The campaigns now head to some of the most hotly contested states over the next few days. With 13 days before their next debate, Obama and Romney have time to hone their arguments while their campaigns continuing to bombard those contested states with negative ads that go far beyond the more restrained attacks of the debate.
Notably, Obama made no mention of Romney’s secretly recorded remark that he is not worried about the 47 percent of Americans who do not pay taxes.
In next few weeks, Romney is expected to give a number of speeches filling in details to answer criticism that he has not clearly outlined his plans. The Republican challenger begins with a foreign policy speech in Virginia on Monday.
Romney has promised to balance the budget in eight years to 10 years, but has not explained how.
“At some point, I think the American people have to ask themselves, is the reason that Governor Romney is keeping all these plans to replace secret because they’re too good?” Obama said, in a rare show of passion.
Romney maintained it was Obama who was getting the numbers wrong, telling him: “Mr President, you’re entitled to your own airplane and your own house, but not your own facts.”
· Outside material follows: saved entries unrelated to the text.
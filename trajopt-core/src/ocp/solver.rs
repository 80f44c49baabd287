use super::transcription::{Dynamics, DynamicsFn};
use super::{OcpConfig, Stage, TimestepMethod, TranscriptionMethod};
use crate::autodiff::{Variable, VariableMatrix};
use crate::error::{Result, TrajoptError};
use crate::optimization::{equals, geq, leq, Constraints, Problem, SolverConfig, SolverIterationInfo, SolverStatus};

/// Optimal control problem over a fixed horizon.
///
/// ```
/// use trajopt_core::autodiff::{Variable, VariableMatrix};
/// use trajopt_core::ocp::{OcpConfig, OcpSolver};
/// use trajopt_core::optimization::SolverConfig;
///
/// // ẋ = u, steer from 0 to 1 in one second
/// let dynamics = |_t: &Variable, _x: &VariableMatrix, u: &VariableMatrix, _dt: &Variable| u.clone();
/// let mut ocp = OcpSolver::new(OcpConfig::new(1, 1, 0.1, 10), dynamics).unwrap();
/// ocp.constrain_initial_state(&[0.0]).unwrap();
/// ocp.constrain_final_state(&[1.0]).unwrap();
/// let cost = ocp.u().squared_norm();
/// ocp.minimize(cost);
///
/// let status = ocp.solve(&SolverConfig::default()).unwrap();
/// assert!(status.exit_condition.is_success());
/// assert!((ocp.u().value(0, 3) - 1.0).abs() < 1e-6);
/// ```
#[derive(Debug)]
pub struct OcpSolver {
    problem: Problem,
    config: OcpConfig,
    x: VariableMatrix,
    u: VariableMatrix,
    dt: VariableMatrix,
    /// Start time of every interval plus the final time
    times: Vec<Variable>,
}

impl OcpSolver {
    /// Lay out the trajectories and add the dynamics constraints.
    ///
    /// Fails if the configuration is unusable or the dynamics return a
    /// matrix that is not `num_states × 1`.
    pub fn new<F>(config: OcpConfig, dynamics: F) -> Result<Self>
    where
        F: Fn(&Variable, &VariableMatrix, &VariableMatrix, &Variable) -> VariableMatrix,
    {
        config.validate()?;
        let n_steps = config.num_steps;
        let n_states = config.num_states;

        let mut problem = Problem::new();
        let ctx = problem.context().clone();

        let dt = match config.timestep_method {
            TimestepMethod::Fixed => VariableMatrix::filled(&ctx, 1, n_steps, config.dt),
            TimestepMethod::VariableSingle => {
                let h = problem.decision_variable();
                h.set_value(config.dt);
                VariableMatrix::from_fn(&ctx, 1, n_steps, |_, _| h.clone())
            }
            TimestepMethod::Variable => {
                let dt = problem.decision_variable_matrix(1, n_steps);
                for h in dt.iter() {
                    h.set_value(config.dt);
                }
                dt
            }
        };

        let mut times = Vec::with_capacity(n_steps + 1);
        times.push(ctx.constant(0.0));
        for k in 0..n_steps {
            let next = &times[k] + dt.get(0, k);
            times.push(next);
        }

        let f: &DynamicsFn<'_> = &dynamics;
        let dyn_model = Dynamics::new(f, n_states, config.dynamics_type);

        let (x, u) = match config.transcription_method {
            TranscriptionMethod::DirectTranscription => {
                let x = problem.decision_variable_matrix(n_states, n_steps + 1);
                let u = problem.decision_variable_matrix(config.num_inputs, n_steps);
                for k in 0..n_steps {
                    let next = dyn_model.step(&times[k], &x.col(k), &u.col(k), dt.get(0, k))?;
                    problem.subject_to(equals(&x.col(k + 1), &next));
                }
                (x, u)
            }
            TranscriptionMethod::DirectCollocation => {
                let x = problem.decision_variable_matrix(n_states, n_steps + 1);
                let u = problem.decision_variable_matrix(config.num_inputs, n_steps);
                for k in 0..n_steps {
                    let defect =
                        dyn_model.hermite_simpson_defect(&times[k], &x.col(k), &x.col(k + 1), &u.col(k), dt.get(0, k))?;
                    problem.subject_to(equals(&defect, 0.0));
                }
                (x, u)
            }
            TranscriptionMethod::SingleShooting => {
                let x0 = problem.decision_variable_matrix(n_states, 1);
                let u = problem.decision_variable_matrix(config.num_inputs, n_steps);
                let mut x = VariableMatrix::new(&ctx, n_states, n_steps + 1);
                x.set_col(0, &x0);
                let mut state = x0;
                for k in 0..n_steps {
                    state = dyn_model.step(&times[k], &state, &u.col(k), dt.get(0, k))?;
                    x.set_col(k + 1, &state);
                }
                (x, u)
            }
        };

        log::debug!(
            "OCP: {} states, {} inputs, {} steps, {:?} timestep, {}",
            n_states,
            config.num_inputs,
            n_steps,
            config.timestep_method,
            config.transcription_method
        );

        Ok(Self {
            problem,
            config,
            x,
            u,
            dt,
            times,
        })
    }

    pub fn config(&self) -> &OcpConfig {
        &self.config
    }

    /// State trajectory, `num_states × (N + 1)`.
    pub fn x(&self) -> &VariableMatrix {
        &self.x
    }

    /// Input trajectory, `num_inputs × N`.
    pub fn u(&self) -> &VariableMatrix {
        &self.u
    }

    /// Timesteps, `1 × N`.
    pub fn dt(&self) -> &VariableMatrix {
        &self.dt
    }

    pub fn problem(&self) -> &Problem {
        &self.problem
    }

    pub fn problem_mut(&mut self) -> &mut Problem {
        &mut self.problem
    }

    pub fn minimize(&mut self, cost: impl Into<Variable>) {
        self.problem.minimize(cost);
    }

    pub fn maximize(&mut self, objective: impl Into<Variable>) {
        self.problem.maximize(objective);
    }

    pub fn subject_to(&mut self, constraints: impl Into<Constraints>) {
        self.problem.subject_to(constraints);
    }

    pub fn add_callback<F>(&mut self, callback: F)
    where
        F: FnMut(&SolverIterationInfo<'_>) -> bool + 'static,
    {
        self.problem.add_callback(callback);
    }

    /// Pin the first state.
    pub fn constrain_initial_state(&mut self, x0: &[f64]) -> Result<()> {
        self.constrain_state(0, x0, "initial state")
    }

    /// Pin the last state.
    pub fn constrain_final_state(&mut self, xf: &[f64]) -> Result<()> {
        self.constrain_state(self.config.num_steps, xf, "final state")
    }

    fn constrain_state(&mut self, k: usize, values: &[f64], what: &'static str) -> Result<()> {
        check_len(what, self.config.num_states, values.len())?;
        let target = VariableMatrix::from_column(self.problem.context(), values);
        let state = self.x.col(k);
        self.problem.subject_to(equals(&state, &target));
        Ok(())
    }

    /// Call `f` once per interval with the problem and that interval's
    /// time, state, input and timestep.
    pub fn for_each_step<F>(&mut self, mut f: F)
    where
        F: FnMut(&mut Problem, &Stage),
    {
        for k in 0..self.config.num_steps {
            let stage = Stage {
                index: k,
                t: self.times[k].clone(),
                x: self.x.col(k),
                u: self.u.col(k),
                dt: self.dt.get(0, k).clone(),
            };
            f(&mut self.problem, &stage);
        }
    }

    /// `u ≥ lower` for every input at every step.
    pub fn set_lower_input_bound(&mut self, lower: f64) {
        self.problem.subject_to(geq(&self.u, lower));
    }

    /// `u ≤ upper` for every input at every step.
    pub fn set_upper_input_bound(&mut self, upper: f64) {
        self.problem.subject_to(leq(&self.u, upper));
    }

    /// Per-row lower input bounds.
    pub fn set_lower_input_bounds(&mut self, lower: &[f64]) -> Result<()> {
        check_len("input bounds", self.config.num_inputs, lower.len())?;
        for (i, &l) in lower.iter().enumerate() {
            self.problem.subject_to(geq(&self.u.row(i), l));
        }
        Ok(())
    }

    /// Per-row upper input bounds.
    pub fn set_upper_input_bounds(&mut self, upper: &[f64]) -> Result<()> {
        check_len("input bounds", self.config.num_inputs, upper.len())?;
        for (i, &h) in upper.iter().enumerate() {
            self.problem.subject_to(leq(&self.u.row(i), h));
        }
        Ok(())
    }

    /// `x ≥ lower` for every state at every stage.
    pub fn set_lower_state_bound(&mut self, lower: f64) {
        self.problem.subject_to(geq(&self.x, lower));
    }

    /// `x ≤ upper` for every state at every stage.
    pub fn set_upper_state_bound(&mut self, upper: f64) {
        self.problem.subject_to(leq(&self.x, upper));
    }

    /// Lower bound on every timestep. Ignored for fixed timesteps.
    pub fn set_min_timestep(&mut self, min: f64) {
        if self.config.timestep_method == TimestepMethod::Fixed {
            log::debug!("set_min_timestep ignored for a fixed timestep");
            return;
        }
        for h in self.distinct_timesteps() {
            self.problem.subject_to(h.geq(min));
        }
    }

    /// Upper bound on every timestep. Ignored for fixed timesteps.
    pub fn set_max_timestep(&mut self, max: f64) {
        if self.config.timestep_method == TimestepMethod::Fixed {
            log::debug!("set_max_timestep ignored for a fixed timestep");
            return;
        }
        for h in self.distinct_timesteps() {
            self.problem.subject_to(h.leq(max));
        }
    }

    fn distinct_timesteps(&self) -> Vec<Variable> {
        match self.config.timestep_method {
            TimestepMethod::VariableSingle => vec![self.dt.get(0, 0).clone()],
            _ => self.dt.iter().cloned().collect(),
        }
    }

    pub fn solve(&mut self, config: &SolverConfig) -> Result<SolverStatus> {
        self.problem.solve(config)
    }
}

fn check_len(what: &'static str, expected: usize, actual: usize) -> Result<()> {
    if expected != actual {
        return Err(TrajoptError::dimension(what, expected, actual));
    }
    Ok(())
}

#[cfg(test)]
mod tests {
    use super::*;
    use crate::autodiff::ExpressionType;
    use crate::ocp::DynamicsType;

    fn integrator(_t: &Variable, _x: &VariableMatrix, u: &VariableMatrix, _dt: &Variable) -> VariableMatrix {
        u.clone()
    }

    #[test]
    fn test_layout() {
        let ocp = OcpSolver::new(OcpConfig::new(2, 1, 0.1, 5), |_t, x: &VariableMatrix, u: &VariableMatrix, _dt| {
            VariableMatrix::from_fn(x.context(), 2, 1, |i, _| {
                if i == 0 {
                    x.get(1, 0).clone()
                } else {
                    u.get(0, 0).clone()
                }
            })
        })
        .unwrap();
        assert_eq!(ocp.x().shape(), (2, 6));
        assert_eq!(ocp.u().shape(), (1, 5));
        assert_eq!(ocp.dt().shape(), (1, 5));
        assert_eq!(ocp.problem().num_decision_variables(), 12 + 5);
        assert_eq!(ocp.problem().num_equality_constraints(), 2 * 5);
        assert_eq!(ocp.problem().equality_constraint_type(), ExpressionType::Linear);
    }

    #[test]
    fn test_single_shooting_has_no_dynamics_constraints() {
        let cfg = OcpConfig::new(1, 1, 0.1, 4).with_transcription_method(TranscriptionMethod::SingleShooting);
        let ocp = OcpSolver::new(cfg, integrator).unwrap();
        assert_eq!(ocp.problem().num_decision_variables(), 1 + 4);
        assert_eq!(ocp.problem().num_equality_constraints(), 0);
        assert_eq!(ocp.x().shape(), (1, 5));
    }

    #[test]
    fn test_wrong_dynamics_shape_is_an_error() {
        let result = OcpSolver::new(OcpConfig::new(2, 1, 0.1, 3), integrator);
        assert!(matches!(result, Err(TrajoptError::DimensionMismatch { .. })));
    }

    #[test]
    fn test_boundary_vector_length_is_checked() {
        let mut ocp = OcpSolver::new(OcpConfig::new(1, 1, 0.1, 3), integrator).unwrap();
        assert!(ocp.constrain_initial_state(&[0.0, 1.0]).is_err());
        assert!(ocp.set_lower_input_bounds(&[]).is_err());
        assert!(ocp.constrain_initial_state(&[0.0]).is_ok());
    }

    #[test]
    fn test_variable_single_timestep() {
        let cfg = OcpConfig::new(1, 1, 0.2, 4)
            .with_timestep_method(TimestepMethod::VariableSingle)
            .with_dynamics_type(DynamicsType::ExplicitOde);
        let mut ocp = OcpSolver::new(cfg, integrator).unwrap();
        assert!(ocp.dt().get(0, 0).same_node(ocp.dt().get(0, 3)));
        assert_eq!(ocp.dt().value(0, 2), 0.2);
        ocp.set_min_timestep(0.05);
        ocp.set_max_timestep(0.5);
        assert_eq!(ocp.problem().num_inequality_constraints(), 2);
    }

    #[test]
    fn test_for_each_step_sees_every_interval() {
        let mut ocp = OcpSolver::new(OcpConfig::new(1, 1, 0.1, 6), integrator).unwrap();
        let mut seen = Vec::new();
        ocp.for_each_step(|problem, stage| {
            seen.push(stage.index);
            problem.subject_to(stage.x.get(0, 0).leq(10.0));
        });
        assert_eq!(seen, (0..6).collect::<Vec<_>>());
        assert_eq!(ocp.problem().num_inequality_constraints(), 6);
    }

    #[test]
    fn test_minimum_time_single_integrator() {
        // Reach x = 1 as fast as possible with |u| ≤ 2: T* = 0.5
        let cfg = OcpConfig::new(1, 1, 0.1, 5).with_timestep_method(TimestepMethod::VariableSingle);
        let mut ocp = OcpSolver::new(cfg, integrator).unwrap();
        ocp.constrain_initial_state(&[0.0]).unwrap();
        ocp.constrain_final_state(&[1.0]).unwrap();
        ocp.set_lower_input_bound(-2.0);
        ocp.set_upper_input_bound(2.0);
        ocp.set_min_timestep(0.01);
        ocp.set_max_timestep(1.0);
        let total_time = ocp.dt().sum();
        ocp.minimize(total_time);

        let status = ocp.solve(&SolverConfig::default()).unwrap();
        assert!(status.exit_condition.is_success(), "{}", status.exit_condition);
        let t_final: f64 = ocp.dt().values().iter().sum();
        assert!((t_final - 0.5).abs() < 1e-4, "T = {}", t_final);
    }
}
Morning editorials were almost unanimous in saying that an energized and aggressive Romney had gotten the best of a tired-looking Obama on Wednesday, potentially tightening the race five weeks before the vote.
“Barring revelations by the Obama campaign that Mitt Romney has an identical twin, whoever that guy representing the GOP [Grand Old Party] ticket was in Denver has just given the US a real presidential election. At last,” the Wall Street Journal’s Daniel Henninger wrote.
Conservative columnist William Kristol of the Weekly Standard went further, saying Romney had “stood and delivered the best debate performance by a Republican presidential candidate in more than two decades.”
The more centrist Washington Post largely agreed, saying Romney had regained momentum after weeks of campaign missteps.
Roger Simon of the Politico news Web site wrote that “President Obama looked like someone had slipped him an Ambien.”
“It’s not that Romney’s performance was perfect or polished — it wasn’t — it’s just that Obama’s was so mediocre,” he added.
Liberal commentators preferred to focus on Romney’s alleged distortions, decrying what they saw as Obama’s failure to fight back.
The left-leaning New York Times said the Romney of the debate “seemed to be fleeing from the one who won the Republican nomination on a hard-right platform of tax cuts, budget slashing and indifference to the suffering of those at the bottom of the economic ladder.”
However, it admitted that “Mr Obama’s competitive edge from 2008 clearly dulled, as he missed repeated opportunities to challenge Mr Romney on his falsehoods and turnabouts.”
Despite all the fanfare around presidential debates, the prime-time standoffs rarely have a major effect on elections. Ahead of Wednesday’s debate Obama had a lead in the key battleground states that — because of the US voting system — will likely decide the winner.